During the experiment, they viewed video footage of two people whom they believed were evaluating their performance. They then repeated the task while viewing video footage of two people who appeared to be evaluating the performance of someone else.
Participants reported that they felt more anxious when they believed they were being observed. Under this condition, they gripped the object harder without realising it. Scan results showed that an area of the brain that helps us to control our fine sensorimotor functions — the inferior parietal cortex (IPC) — became deactivated when people felt they were being observed…
For those with extreme performance anxiety, she said there has been a substantial advancement in brain stimulation techniques such as the transcranial magnetic stimulation (TMS) and transcranial direct current stimulation (tDCS), which could activate desired behaviour.
And there are also now various types of neurofeedback training, which can help people to learn how to control their own brain activity.
She added: “It’s important to believe that the audience is supporting you and wishing for your successful performance.”
Study: Why I tense up when you watch me: Inferior parietal cortex mediates an audience’s influence on motor performance (Scientific Reports)

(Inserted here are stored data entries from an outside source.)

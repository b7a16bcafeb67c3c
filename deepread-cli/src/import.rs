//! Markdown book import.
//!
//! A book file is Markdown with optional `---` front matter (`title`,
//! `author`, `description`, `language`). Each `# ` heading opens a chapter and
//! each `## ` heading inside it becomes a table-of-contents child. Text before
//! the first chapter heading becomes an introduction chapter.
use chrono::{DateTime, Utc};
use deepread_game::{Book, Chapter, TocEntry};
use serde::{Deserialize, Serialize};
use sha2::{Digest, Sha256};
use std::fmt::Write as _;
use std::fs;
use std::path::{Path, PathBuf};
use thiserror::Error;

use crate::store::ChapterRecord;

const BOOK_ID_HEX_CHARS: usize = 12;
const FRONT_MATTER_FENCE: &str = "---";
const INTRO_TITLE: &str = "Introduction";

#[derive(Debug, Error)]
pub enum ImportError {
    #[error("front matter is missing its closing `---`")]
    UnterminatedFrontMatter,
    #[error("front matter is not valid YAML: {0}")]
    FrontMatter(#[from] serde_yaml::Error),
    #[error("book has no readable text")]
    Empty,
    #[error("failed to write {}: {source}", path.display())]
    Write {
        path: PathBuf,
        #[source]
        source: std::io::Error,
    },
}

/// Parsed book ready to be stored and indexed.
#[derive(Debug, Clone, PartialEq, Eq)]
pub struct ImportedBook {
    pub book: Book,
    pub chapters: Vec<Chapter>,
    pub toc: Vec<TocEntry>,
}

#[derive(Debug, Default, Clone, PartialEq, Eq, Deserialize)]
#[serde(default)]
struct FrontMatter {
    title: Option<String>,
    author: Option<String>,
    description: Option<String>,
    #[serde(alias = "lang")]
    language: Option<String>,
}

/// Header written at the top of each stored chapter file.
#[derive(Debug, Clone, PartialEq, Eq, Serialize, Deserialize)]
pub struct ChapterHeader {
    pub title: String,
    pub index: u32,
    pub word_count: usize,
}

/// Stable id derived from the book's bytes.
#[must_use]
pub fn book_id(content: &str) -> String {
    let digest = Sha256::digest(content.as_bytes());
    let mut hex = String::with_capacity(BOOK_ID_HEX_CHARS);
    for byte in digest.iter().take(BOOK_ID_HEX_CHARS / 2) {
        let _ = write!(hex, "{byte:02x}");
    }
    hex
}

/// Split a leading front-matter block from the body.
///
/// # Errors
///
/// Returns [`ImportError::UnterminatedFrontMatter`] when the opening fence is
/// never closed.
pub fn split_front_matter(content: &str) -> Result<(Option<&str>, &str), ImportError> {
    let content = content.trim_start_matches('\u{feff}');
    let Some(rest) = content
        .strip_prefix(FRONT_MATTER_FENCE)
        .and_then(|rest| rest.strip_prefix('\n').or_else(|| rest.strip_prefix("\r\n")))
    else {
        return Ok((None, content));
    };
    let mut offset = 0;
    for line in rest.split_inclusive('\n') {
        if line.trim_end() == FRONT_MATTER_FENCE {
            let header = &rest[..offset];
            let body = &rest[offset + line.len()..];
            return Ok((Some(header), body));
        }
        offset += line.len();
    }
    Err(ImportError::UnterminatedFrontMatter)
}

fn parse_front_matter(header: &str) -> Result<FrontMatter, ImportError> {
    if header.trim().is_empty() {
        return Ok(FrontMatter::default());
    }
    let meta: FrontMatter = serde_yaml::from_str(header)?;
    let keep = |value: Option<String>| {
        value
            .map(|v| v.trim().to_string())
            .filter(|v| !v.is_empty())
    };
    Ok(FrontMatter {
        title: keep(meta.title),
        author: keep(meta.author),
        description: keep(meta.description),
        language: keep(meta.language),
    })
}

struct Draft {
    title: String,
    lines: Vec<String>,
    sections: Vec<TocEntry>,
}

impl Draft {
    fn new(title: impl Into<String>) -> Self {
        Self {
            title: title.into(),
            lines: Vec::new(),
            sections: Vec::new(),
        }
    }

    fn body(&self) -> String {
        self.lines.join("\n").trim().to_string()
    }
}

/// Parse a Markdown book. `fallback_title` is used when front matter has none.
///
/// # Errors
///
/// Returns an error for unterminated or malformed front matter, or a book
/// without text.
pub fn parse_markdown(
    content: &str,
    fallback_title: &str,
    now: DateTime<Utc>,
) -> Result<ImportedBook, ImportError> {
    let (header, body) = split_front_matter(content)?;
    let meta = header
        .map(parse_front_matter)
        .transpose()?
        .unwrap_or_default();

    let mut drafts = vec![Draft::new(INTRO_TITLE)];
    for line in body.lines() {
        if let Some(title) = line.strip_prefix("# ") {
            drafts.push(Draft::new(title.trim()));
            continue;
        }
        let Some(current) = drafts.last_mut() else {
            continue;
        };
        if let Some(section) = line.strip_prefix("## ") {
            current.sections.push(TocEntry::leaf(section.trim()));
        }
        current.lines.push(line.to_string());
    }

    let mut chapters = Vec::new();
    let mut toc = Vec::new();
    for draft in drafts {
        let text = draft.body();
        if text.is_empty() {
            if draft.title != INTRO_TITLE {
                log::warn!("skipping empty chapter {:?}", draft.title);
            }
            continue;
        }
        let index = u32::try_from(chapters.len() + 1).unwrap_or(u32::MAX);
        toc.push(TocEntry {
            title: draft.title.clone(),
            children: draft.sections,
        });
        chapters.push(Chapter::new(index, draft.title, text));
    }
    if chapters.is_empty() {
        return Err(ImportError::Empty);
    }

    let book = Book {
        id: book_id(content),
        title: meta.title.unwrap_or_else(|| fallback_title.to_string()),
        author: meta.author.unwrap_or_default(),
        language: meta.language.unwrap_or_else(|| "en".to_string()),
        description: meta.description,
        chapter_count: u32::try_from(chapters.len()).unwrap_or(u32::MAX),
        imported_at: now,
    };
    log::info!(
        "parsed {:?} as {} with {} chapter(s)",
        book.title,
        book.id,
        chapters.len()
    );
    Ok(ImportedBook {
        book,
        chapters,
        toc,
    })
}

#[must_use]
pub fn chapter_file_name(index: u32) -> String {
    format!("chapter_{index:03}.md")
}

/// Write one Markdown file per chapter under `dir`.
///
/// # Errors
///
/// Returns an error if the directory, a header or a chapter file cannot be
/// written.
pub fn write_chapter_files(
    dir: &Path,
    book_id: &str,
    chapters: &[Chapter],
) -> Result<Vec<ChapterRecord>, ImportError> {
    fs::create_dir_all(dir).map_err(|source| ImportError::Write {
        path: dir.to_path_buf(),
        source,
    })?;
    let mut records = Vec::with_capacity(chapters.len());
    for chapter in chapters {
        let file_name = chapter_file_name(chapter.index);
        let path = dir.join(&file_name);
        let header = serde_yaml::to_string(&ChapterHeader {
            title: chapter.title.clone(),
            index: chapter.index,
            word_count: chapter.word_count,
        })?;
        let file = format!(
            "{FRONT_MATTER_FENCE}\n{header}{FRONT_MATTER_FENCE}\n\n{}\n",
            chapter.content
        );
        fs::write(&path, file).map_err(|source| ImportError::Write { path, source })?;
        records.push(ChapterRecord {
            book_id: book_id.to_string(),
            index: chapter.index,
            title: chapter.title.clone(),
            file_name,
            word_count: chapter.word_count,
        });
    }
    Ok(records)
}

/// Body of a stored chapter file without its front matter.
#[must_use]
pub fn chapter_body(file: &str) -> &str {
    split_front_matter(file).map_or(file, |(_, body)| body).trim()
}

#[cfg(test)]
mod tests {
    use super::*;

    const BOOK: &str = "---\ntitle: \"How to Read a Book\"\nauthor: Mortimer Adler\ndescription: A guide to intelligent reading\n---\n\nA short preface.\n\n# The Activity of Reading\n\nReading is active.\n\n## Levels\n\nThere are four levels.\n\n# Empty\n\n# Inspectional Reading\n\nSkim first.\n";

    fn now() -> DateTime<Utc> {
        DateTime::<Utc>::UNIX_EPOCH
    }

    #[test]
    fn ids_are_stable_hex() {
        let id = book_id("same text");
        assert_eq!(id.len(), 12);
        assert!(id.chars().all(|c| c.is_ascii_hexdigit()));
        assert_eq!(id, book_id("same text"));
        assert_ne!(id, book_id("other text"));
    }

    #[test]
    fn front_matter_fills_metadata() {
        let imported = parse_markdown(BOOK, "fallback", now()).unwrap();
        assert_eq!(imported.book.title, "How to Read a Book");
        assert_eq!(imported.book.author, "Mortimer Adler");
        assert_eq!(
            imported.book.description.as_deref(),
            Some("A guide to intelligent reading")
        );
        assert_eq!(imported.book.language, "en");
        assert_eq!(imported.book.id, book_id(BOOK));
    }

    #[test]
    fn chapters_and_toc_follow_headings() {
        let imported = parse_markdown(BOOK, "fallback", now()).unwrap();
        let titles: Vec<&str> = imported.chapters.iter().map(|c| c.title.as_str()).collect();
        assert_eq!(
            titles,
            vec!["Introduction", "The Activity of Reading", "Inspectional Reading"]
        );
        let indexes: Vec<u32> = imported.chapters.iter().map(|c| c.index).collect();
        assert_eq!(indexes, vec![1, 2, 3]);
        assert_eq!(imported.book.chapter_count, 3);
        assert_eq!(imported.toc[1].children, vec![TocEntry::leaf("Levels")]);
        assert!(imported.chapters[1].content.contains("## Levels"));
    }

    #[test]
    fn missing_front_matter_uses_fallback_title() {
        let imported = parse_markdown("# One\n\nWords here.", "notes", now()).unwrap();
        assert_eq!(imported.book.title, "notes");
        assert_eq!(imported.chapters.len(), 1);
        assert_eq!(imported.chapters[0].title, "One");
    }

    #[test]
    fn unterminated_front_matter_is_rejected() {
        assert!(matches!(
            parse_markdown("---\ntitle: x\n# One\n", "x", now()),
            Err(ImportError::UnterminatedFrontMatter)
        ));
    }

    #[test]
    fn blank_book_is_rejected() {
        assert!(matches!(
            parse_markdown("---\ntitle: x\n---\n\n# Empty\n", "x", now()),
            Err(ImportError::Empty)
        ));
    }

    #[test]
    fn chapter_files_round_trip_their_body() {
        let dir = std::env::temp_dir().join(format!(
            "deepread-import-{}",
            std::time::SystemTime::now()
                .duration_since(std::time::UNIX_EPOCH)
                .unwrap_or_default()
                .as_nanos()
        ));
        let chapters = vec![Chapter::new(7, "Seventh \"Heaven\"", "Body text.")];
        let records = write_chapter_files(&dir, "b1", &chapters).unwrap();
        assert_eq!(records[0].file_name, "chapter_007.md");
        let raw = fs::read_to_string(dir.join("chapter_007.md")).unwrap();
        let (header, _) = split_front_matter(&raw).unwrap();
        let header: ChapterHeader = serde_yaml::from_str(header.unwrap()).unwrap();
        assert_eq!(header.title, "Seventh \"Heaven\"");
        assert_eq!(header.index, 7);
        assert_eq!(chapter_body(&raw), "Body text.");
    }

    #[test]
    fn folded_description_is_unfolded() {
        let book = "---\ntitle: Deep Work\ndescription: >\n  Rules for focused success\n  in a distracted world\nlang: de\n---\n\n# One\n\nWords here.\n";
        let imported = parse_markdown(book, "x", now()).unwrap();
        assert_eq!(imported.book.title, "Deep Work");
        assert_eq!(
            imported.book.description.as_deref(),
            Some("Rules for focused success in a distracted world")
        );
        assert_eq!(imported.book.language, "de");
    }

    #[test]
    fn blank_and_unknown_keys_are_ignored() {
        let book = "---\ntitle: \"  \"\nauthor:\nisbn: 12345\n---\n\n# One\n\nWords here.\n";
        let imported = parse_markdown(book, "fallback", now()).unwrap();
        assert_eq!(imported.book.title, "fallback");
        assert_eq!(imported.book.author, "");
    }

    #[test]
    fn malformed_front_matter_is_rejected() {
        assert!(matches!(
            parse_markdown("---\ntitle: [unclosed\n---\n\n# One\n\nText.\n", "x", now()),
            Err(ImportError::FrontMatter(_))
        ));
    }
}
impl<'a, E, R> AnswerValidator<'a, E, R>
where
    E: Embedder,
    R: PassageRetriever,
{
    pub const fn new(embedder: &'a E, retriever: &'a R) -> Self {
        Self {
            embedder,
            retriever,
        }
    }

    async fn embed(&self, text: &str) -> Result<Vec<f32>, ValidationError> {
        self.embedder
            .embed(text)
            .await
            .map_err(|err| ValidationError::Embedding(Box::new(err)))
    }

    async fn search(
        &self,
        book_id: &str,
        query: &str,
        k: usize,
    ) -> Result<Vec<RetrievedPassage>, ValidationError> {
        self.retriever
            .search_top_k(book_id, query, k)
            .await
            .map_err(|err| ValidationError::Retrieval(Box::new(err)))
    }

    /// Similarity and verdict between an answer and a reference text.
    ///
    /// # Errors
    ///
    /// Returns an error if embedding fails or the vectors disagree in size.
    pub async fn compute_similarity(
        &self,
        answer: &str,
        reference: &str,
    ) -> Result<Similarity, ValidationError> {
        let a = self.embed(answer).await?;
        let b = self.embed(reference).await?;
        Ok(Similarity::new(cosine_similarity(&a, &b)?))
    }

    /// Score an answer against the best of the top `k` passages in a book.
    ///
    /// # Errors
    ///
    /// Returns an error if retrieval fails.
    pub async fn validate_against_index(
        &self,
        book_id: &str,
        answer: &str,
        k: usize,
    ) -> Result<IndexMatch, ValidationError> {
        let passages = self.search(book_id, answer, k).await?;
        let best = passages
            .into_iter()
            .max_by(|a, b| a.score.total_cmp(&b.score));
        Ok(match best {
            Some(passage) => IndexMatch {
                score: passage.score,
                verdict: Verdict::from_score(passage.score),
                best_match: Some(passage),
            },
            None => IndexMatch {
                score: 0.0,
                verdict: Verdict::Invalid,
                best_match: None,
            },
        })
    }

    /// Generic answer check against a reference text.
    ///
    /// # Errors
    ///
    /// Returns an error if embedding fails.
    pub async fn validate_answer(
        &self,
        answer: &str,
        reference: &str,
    ) -> Result<ValidationResult, ValidationError> {
        let similarity = self.compute_similarity(answer, reference).await?;
        let score = similarity.score;
        let percent = similarity_to_percent(score);
        Ok(ValidationResult {
            valid: similarity.verdict == Verdict::Valid,
            score: percent,
            feedback: feedback_message(similarity.verdict, percent),
            matched_concepts: if score > MATCHED_CONCEPT_ABOVE {
                vec!["Key concepts matched".to_string()]
            } else {
                Vec::new()
            },
            missed_concepts: if score < MATCHED_CONCEPT_ABOVE {
                vec!["Key concepts missing".to_string()]
            } else {
                Vec::new()
            },
            hints: if score < VERDICT_VALID_ABOVE {
                vec![
                    "Try to be more specific.".to_string(),
                    "Relate back to the text.".to_string(),
                ]
            } else {
                Vec::new()
            },
        })
    }

    /// # Errors
    ///
    /// Returns an error if embedding fails.
    pub async fn validate_book_classification(
        &self,
        classification: &str,
        book: &Book,
    ) -> Result<ValidationResult, ValidationError> {
        let similarity = self
            .compute_similarity(classification, &book.reference_text())
            .await?;
        let valid = similarity.score > CLASSIFICATION_ACCEPT_ABOVE;
        Ok(ValidationResult::scored(
            valid,
            similarity.score,
            if valid {
                "Classification accepted."
            } else {
                "Ensure your classification matches the book's subject matter."
            },
            "Consider the main theme and genre of the book.",
        ))
    }

    /// Length is checked before any embedding call.
    ///
    /// # Errors
    ///
    /// Returns an error if embedding fails.
    pub async fn validate_unity_statement(
        &self,
        statement: &str,
        book: &Book,
        toc: &[TocEntry],
    ) -> Result<ValidationResult, ValidationError> {
        let words = statement.split_whitespace().count();
        if !(UNITY_MIN_WORDS..=UNITY_MAX_WORDS).contains(&words) {
            return Ok(ValidationResult::rejected(
                "Length requirement not met (aim for 10-80 words).",
                "Keep it concise but comprehensive.",
            ));
        }

        let toc_summary = toc
            .iter()
            .map(|entry| entry.title.as_str())
            .collect::<Vec<_>>()
            .join(", ");
        let reference = format!(
            "{}. {}. {toc_summary}",
            book.title,
            book.description.as_deref().unwrap_or_default()
        );
        let similarity = self.compute_similarity(statement, &reference).await?;
        let valid = similarity.score > UNITY_ACCEPT_ABOVE;
        Ok(ValidationResult::scored(
            valid,
            similarity.score,
            if valid {
                "Good summary of the whole."
            } else {
                "Your statement doesn't seem to cover the book's full scope."
            },
            "Include the major parts listed in the Table of Contents.",
        ))
    }

    /// Compare a definition against the passage where the term is used.
    ///
    /// # Errors
    ///
    /// Returns an error if retrieval or embedding fails.
    pub async fn validate_term_definition(
        &self,
        term: &str,
        definition: &str,
        book_id: &str,
    ) -> Result<ValidationResult, ValidationError> {
        let passages = self.search(book_id, term, RETRIEVAL_TOP_K).await?;
        let Some(best) = passages.first() else {
            return Ok(ValidationResult::rejected(
                "Term not found in our index.",
                "Are you sure this term appears in the book?",
            ));
        };

        let similarity = self.compute_similarity(definition, &best.text).await?;
        let valid = similarity.score > TERM_ACCEPT_ABOVE;
        Ok(ValidationResult::scored(
            valid,
            similarity.score,
            if valid {
                "Definition aligns with context."
            } else {
                "Your definition doesn't fit how the author uses this term."
            },
            format!(
                "The term appears in contexts like: \"...{}...\"",
                preview(&best.text, HINT_CONTEXT_CHARS)
            ),
        ))
    }

    /// # Errors
    ///
    /// Returns an error if retrieval fails.
    pub async fn validate_proposition(
        &self,
        proposition: &str,
        book_id: &str,
    ) -> Result<ValidationResult, ValidationError> {
        let found = self
            .validate_against_index(book_id, proposition, RETRIEVAL_TOP_K)
            .await?;
        let valid = found.verdict != Verdict::Invalid;
        Ok(ValidationResult::scored(
            valid,
            found.score,
            if valid {
                "Proposition verified in text."
            } else {
                "Couldn't find support for this proposition in the text."
            },
            "Ensure you are paraphrasing an actual sentence from the book.",
        ))
    }

    /// Conclusion support is checked before premise count.
    ///
    /// # Errors
    ///
    /// Returns an error if retrieval fails.
    pub async fn validate_argument_chain(
        &self,
        premise_ids: &[String],
        conclusion: &str,
        book_id: &str,
    ) -> Result<ValidationResult, ValidationError> {
        let found = self
            .validate_against_index(book_id, conclusion, RETRIEVAL_TOP_K)
            .await?;
        if found.verdict == Verdict::Invalid {
            return Ok(ValidationResult::scored(
                false,
                found.score,
                "Conclusion not supported by the text.",
                "The conclusion must be grounded in the book's content.",
            ));
        }
        if premise_ids.len() < MIN_ARGUMENT_PREMISES {
            return Ok(ValidationResult::rejected(
                "An argument needs at least 2 premises.",
                "Add more premises.",
            ));
        }
        Ok(ValidationResult {
            valid: true,
            score: similarity_to_percent(found.score),
            feedback: "Argument chain accepted (based on textual support).".to_string(),
            ..ValidationResult::default()
        })
    }

    /// A critique is only heard once understanding has been verified.
    ///
    /// # Errors
    ///
    /// Returns an error if retrieval fails.
    pub async fn validate_critique(
        &self,
        kind: CritiqueKind,
        evidence: &str,
        understanding_verified: bool,
        book_id: &str,
    ) -> Result<ValidationResult, ValidationError> {
        if !understanding_verified {
            return Ok(ValidationResult::rejected(
                "You must verify your understanding before critiquing.",
                "Complete the Understanding Verification first.",
            ));
        }

        let found = self
            .validate_against_index(book_id, evidence, RETRIEVAL_TOP_K)
            .await?;
        let valid = found.score > CRITIQUE_ACCEPT_ABOVE;
        log::debug!("critique kind={kind} relevance={:.3}", found.score);
        Ok(ValidationResult::scored(
            valid,
            found.score,
            if valid {
                "Critique recorded."
            } else {
                "Your evidence doesn't seem relevant to the book's content."
            },
            "Cite specific passages or concepts from the book.",
        ))
    }

    /// Cloze questions cut from passages retrieved for a generic query.
    ///
    /// Passages without a usable word are skipped, so fewer than `count`
    /// questions may come back.
    ///
    /// # Errors
    ///
    /// Returns an error if retrieval fails.
    pub async fn generate_verification_questions<G: Rng + ?Sized>(
        &self,
        book_id: &str,
        count: usize,
        rng: &mut G,
    ) -> Result<Vec<VerificationQuestion>, ValidationError> {
        let passages = self
            .search(book_id, CLOZE_QUERY, count.saturating_mul(2))
            .await?;

        let mut questions = Vec::with_capacity(count);
        for passage in passages {
            if questions.len() >= count {
                break;
            }
            let Some((blanked, target)) = blank_one_word(&passage.text, rng) else {
                continue;
            };
            questions.push(VerificationQuestion {
                question: format!("Complete this sentence from the text:\n\n\"{blanked}\""),
                expected_answer: target,
                context: passage.text.clone(),
            });
        }
        Ok(questions)
    }

    /// Average the per-question credit; an empty question set fails.
    ///
    /// # Errors
    ///
    /// Returns an error if embedding fails.
    pub async fn evaluate_understanding_verification(
        &self,
        questions: &[VerificationQuestion],
        answers: &[String],
    ) -> Result<VerificationReport, ValidationError> {
        if questions.is_empty() {
            return Ok(VerificationReport::failed(0.0));
        }

        let mut total = 0.0;
        for (idx, question) in questions.iter().enumerate() {
            let Some(answer) = answers.get(idx) else {
                continue;
            };
            if answer.trim().eq_ignore_ascii_case(question.expected_answer.trim()) {
                total += CLOZE_EXACT_CREDIT;
                continue;
            }
            let similarity = self
                .compute_similarity(answer, &question.expected_answer)
                .await?;
            total += match similarity.verdict {
                Verdict::Valid => CLOZE_CLOSE_CREDIT,
                Verdict::Partial => CLOZE_PARTIAL_CREDIT,
                Verdict::Invalid => 0.0,
            };
        }

        let score = total / usize_to_f64(questions.len());
        if score >= VERIFICATION_PASS_SCORE {
            Ok(VerificationReport {
                passed: true,
                score,
                threshold: VERIFICATION_PASS_SCORE,
                feedback: "Understanding verified.".to_string(),
                hints: Vec::new(),
            })
        } else {
            Ok(VerificationReport::failed(score))
        }
    }
}
#[cfg(test)]
mod tests {
    use super::*;
    use chrono::{DateTime, Utc};
    use deepread_game::{QuestKind, QuestStatus, QuestTier};

    fn render(draw: impl FnOnce(&mut Vec<u8>) -> io::Result<()>) -> String {
        colored::control::set_override(false);
        let mut out = Vec::new();
        draw(&mut out).unwrap();
        String::from_utf8(out).unwrap()
    }

    #[test]
    fn gauges_scale_to_ten_cells() {
        assert_eq!(xp_bar(100, 200), "XP: █████░░░░░ 100/200");
        assert_eq!(xp_bar(0, 0), "XP: ██████████ 0/0");
        assert_eq!(mana_gauge(100), "🔮 Mana: ██████████ 100%");
        assert!(mana_gauge(30).starts_with("⚠️"));
        assert!(mana_gauge(0).starts_with("💀"));
    }

    #[test]
    fn status_shows_tools_progress_and_rest_advice() {
        let state = GameState {
            xp_total: 350,
            mana: 10,
            ..GameState::default()
        };
        let view = StatusView {
            book: BookRef {
                id: "b1".into(),
                title: "How to Read a Book".into(),
            },
            difficulty: DifficultyId::Master,
            level: state.level_info(),
            tools: GamePhase::Scouting.available_tools(),
            needs_rest: state.needs_rest(),
            state,
            progress: PhaseProgress {
                ready: false,
                missing: vec!["Classify Book".into()],
            },
            chapter_count: 3,
            terms: 0,
            propositions: 0,
            arguments: 0,
            understanding_verified: false,
        };
        let text = render(|w| status(w, &view));
        assert!(text.contains("Apprentice"));
        assert!(text.contains("350/500 (50%)"));
        assert!(text.contains("deepread rest"));
        assert!(text.contains("Tools: scan_structure, classify_book"));
    }

    #[test]
    fn quest_card_lists_reward() {
        let quest = Quest {
            id: "quest_1".into(),
            kind: QuestKind::Hunt,
            description: "Find a key term".into(),
            target: "Term Definition".into(),
            xp_reward: 40,
            tier: QuestTier::Normal,
            status: QuestStatus::Active,
            created_at: DateTime::<Utc>::UNIX_EPOCH,
        };
        let text = render(|w| self::quest(w, &quest));
        assert!(text.contains("Find a key term"));
        assert!(text.contains("Reward: +40 XP"));
    }

    #[test]
    fn json_mode_writes_one_document_per_emit() {
        let mut console = Console::new(Vec::new(), true);
        console.emit(&vec![1, 2], |_, _| Ok(())).unwrap();
        console.note("hidden").unwrap();
        console.emit("done", |_, _| Ok(())).unwrap();
        let text = String::from_utf8(console.into_inner()).unwrap();
        assert_eq!(text, "[1,2]\n\"done\"\n");
    }

    #[test]
    fn blocked_advance_lists_missing_items() {
        let blocked = Advance::Blocked(PhaseProgress {
            ready: false,
            missing: vec!["Classify Book".into()],
        });
        let text = render(|w| advance(w, &blocked));
        assert!(text.contains("Still needed"));
        assert!(text.contains("• Classify Book"));
    }
}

- Abstract: The presence of an evaluative audience can alter skilled motor performance through changes in force output. To investigate how this is mediated within the brain, we emulated real-time social monitoring of participants’ performance of a fine grip task during functional magnetic resonance neuroimaging. We observed an increase in force output during social evaluation that was accompanied by focal reductions in activity within bilateral inferior parietal cortex. Moreover, deactivation of the left inferior parietal cortex predicted both inter- and intra-individual differences in socially-induced change in grip force. Social evaluation also enhanced activation within the posterior superior temporal sulcus, which conveys visual information about others’ actions to the inferior parietal cortex. Interestingly, functional connectivity between these two regions was attenuated by social evaluation. Our data suggest that social evaluation can vary force output through the altered engagement of inferior parietal cortex; a region implicated in sensorimotor integration necessary for object manipulation, and a component of the action-observation network which integrates and facilitates performance of observed actions. Social-evaluative situations may induce high-level representational incoherence between one’s own intentioned action and the perceived intention of others which, by uncoupling the dynamics of sensorimotor facilitation, could ultimately perturbe motor output.